[YOUR ASSIGNMENT]: When a line of the entries contains "derive", please list that line.

(SOURCE DATA Opens)

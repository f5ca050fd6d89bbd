// Chart commands
// Resolve configuration, run detection on a WAV file, export the chart

use serde::{Deserialize, Serialize};
use sha2::{Digest, Sha256};
use std::path::{Path, PathBuf};

use crate::chart::Note;
use crate::detect::{DetectionConfig, Difficulty};
use crate::pipeline::{self, Stage, TraceBuilder, TraceWriter};

#[derive(Debug, Serialize)]
pub struct CommandError {
    message: String,
}

impl CommandError {
    pub fn message(&self) -> &str {
        &self.message
    }
}

impl std::fmt::Display for CommandError {
    fn fmt(&self, f: &mut std::fmt::Formatter<'_>) -> std::fmt::Result {
        f.write_str(&self.message)
    }
}

impl<E: std::error::Error> From<E> for CommandError {
    fn from(error: E) -> Self {
        CommandError {
            message: error.to_string(),
        }
    }
}

pub type CommandResult<T> = Result<T, CommandError>;

/// Where detection parameters come from
/// Applied in order, later wins: config file, preset, explicit overrides
#[derive(Debug, Clone, Default, Deserialize)]
pub struct ConfigSource {
    pub config_file: Option<PathBuf>,
    pub difficulty: Option<Difficulty>,
    pub threshold: Option<f64>,
    pub min_interval_ms: Option<u32>,
}

impl ConfigSource {
    pub fn resolve(&self) -> CommandResult<DetectionConfig> {
        let mut config = match &self.config_file {
            Some(path) => load_config_file(path)?,
            None => DetectionConfig::default(),
        };

        if let Some(difficulty) = self.difficulty {
            config = difficulty.into();
        }
        if let Some(threshold) = self.threshold {
            config.threshold = threshold;
        }
        if let Some(min_interval_ms) = self.min_interval_ms {
            config.min_interval_ms = min_interval_ms;
        }

        config.validate()?;
        Ok(config)
    }
}

/// Load a JSON detection config; missing fields fall back to defaults
pub fn load_config_file(path: &Path) -> CommandResult<DetectionConfig> {
    let contents = std::fs::read_to_string(path).map_err(|e| CommandError {
        message: format!("Failed to read config {}: {}", path.display(), e),
    })?;
    serde_json::from_str(&contents).map_err(|e| CommandError {
        message: format!("Invalid config {}: {}", path.display(), e),
    })
}

#[derive(Debug, Clone, Deserialize)]
pub struct DetectChartInput {
    pub audio_path: PathBuf,

    /// Chart destination; when absent the chart text is only returned
    pub output_path: Option<PathBuf>,

    pub trace_path: Option<PathBuf>,

    #[serde(default)]
    pub config: ConfigSource,
}

#[derive(Debug, Serialize)]
pub struct ChartResult {
    pub run_id: String,
    pub input_sha256: String,
    pub config: DetectionConfig,
    pub sample_rate: u32,
    pub channel_count: usize,
    pub duration_secs: f64,
    pub total_count: usize,
    pub notes: Vec<Note>,
    pub chart_text: String,
    pub output_path: Option<PathBuf>,
}

/// Detect notes in a WAV file and optionally write the chart next to it
pub async fn detect_chart(input: DetectChartInput) -> CommandResult<ChartResult> {
    let config = input.config.resolve()?;

    let audio_data = tokio::fs::read(&input.audio_path)
        .await
        .map_err(|e| CommandError {
            message: format!("Failed to read {}: {}", input.audio_path.display(), e),
        })?;
    let input_sha256 = calculate_sha256(&audio_data);

    let trace_writer = input.trace_path.clone().map(TraceWriter::new);
    let run = pipeline::detect_wav_bytes(&audio_data, &config, trace_writer.as_ref()).map_err(
        |e| CommandError {
            message: format!("Failed to detect beats in {}: {}", input.audio_path.display(), e),
        },
    )?;

    let chart_text = run.chart_text();

    if let Some(ref output_path) = input.output_path {
        tokio::fs::write(output_path, chart_text.as_bytes())
            .await
            .map_err(|e| CommandError {
                message: format!("Failed to write chart {}: {}", output_path.display(), e),
            })?;
        log::info!("Wrote {} notes to {}", run.notes.len(), output_path.display());

        if let Some(ref writer) = trace_writer {
            let entry = TraceBuilder::stage(run.run_id, Stage::Export).complete_with_data(
                format!("Exported chart to {}", output_path.display()),
                serde_json::json!({ "bytes": chart_text.len() }),
            );
            if let Err(e) = writer.write(&entry) {
                log::warn!("Failed to write trace entry: {}", e);
            }
        }
    }

    Ok(ChartResult {
        run_id: run.run_id.to_string(),
        input_sha256,
        config: run.config,
        sample_rate: run.sample_rate,
        channel_count: run.channel_count,
        duration_secs: run.duration_secs,
        total_count: run.notes.len(),
        notes: run.notes,
        chart_text,
        output_path: input.output_path,
    })
}

/// List the difficulty presets with their parameters
pub fn list_presets() -> Vec<(Difficulty, DetectionConfig)> {
    Difficulty::ALL
        .iter()
        .map(|&d| (d, DetectionConfig::from(d)))
        .collect()
}

/// Hex-encoded SHA256 of the input audio, identifies which file a chart came from
pub fn calculate_sha256(data: &[u8]) -> String {
    let mut hasher = Sha256::new();
    hasher.update(data);
    hex::encode(hasher.finalize())
}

(SOURCE DATA Closes)

[ANSWER]:
#[derive(Debug, Serialize)]
#[derive(Debug, Clone, Default, Deserialize)]
#[derive(Debug, Clone, Deserialize)]
#[derive(Debug, Serialize)]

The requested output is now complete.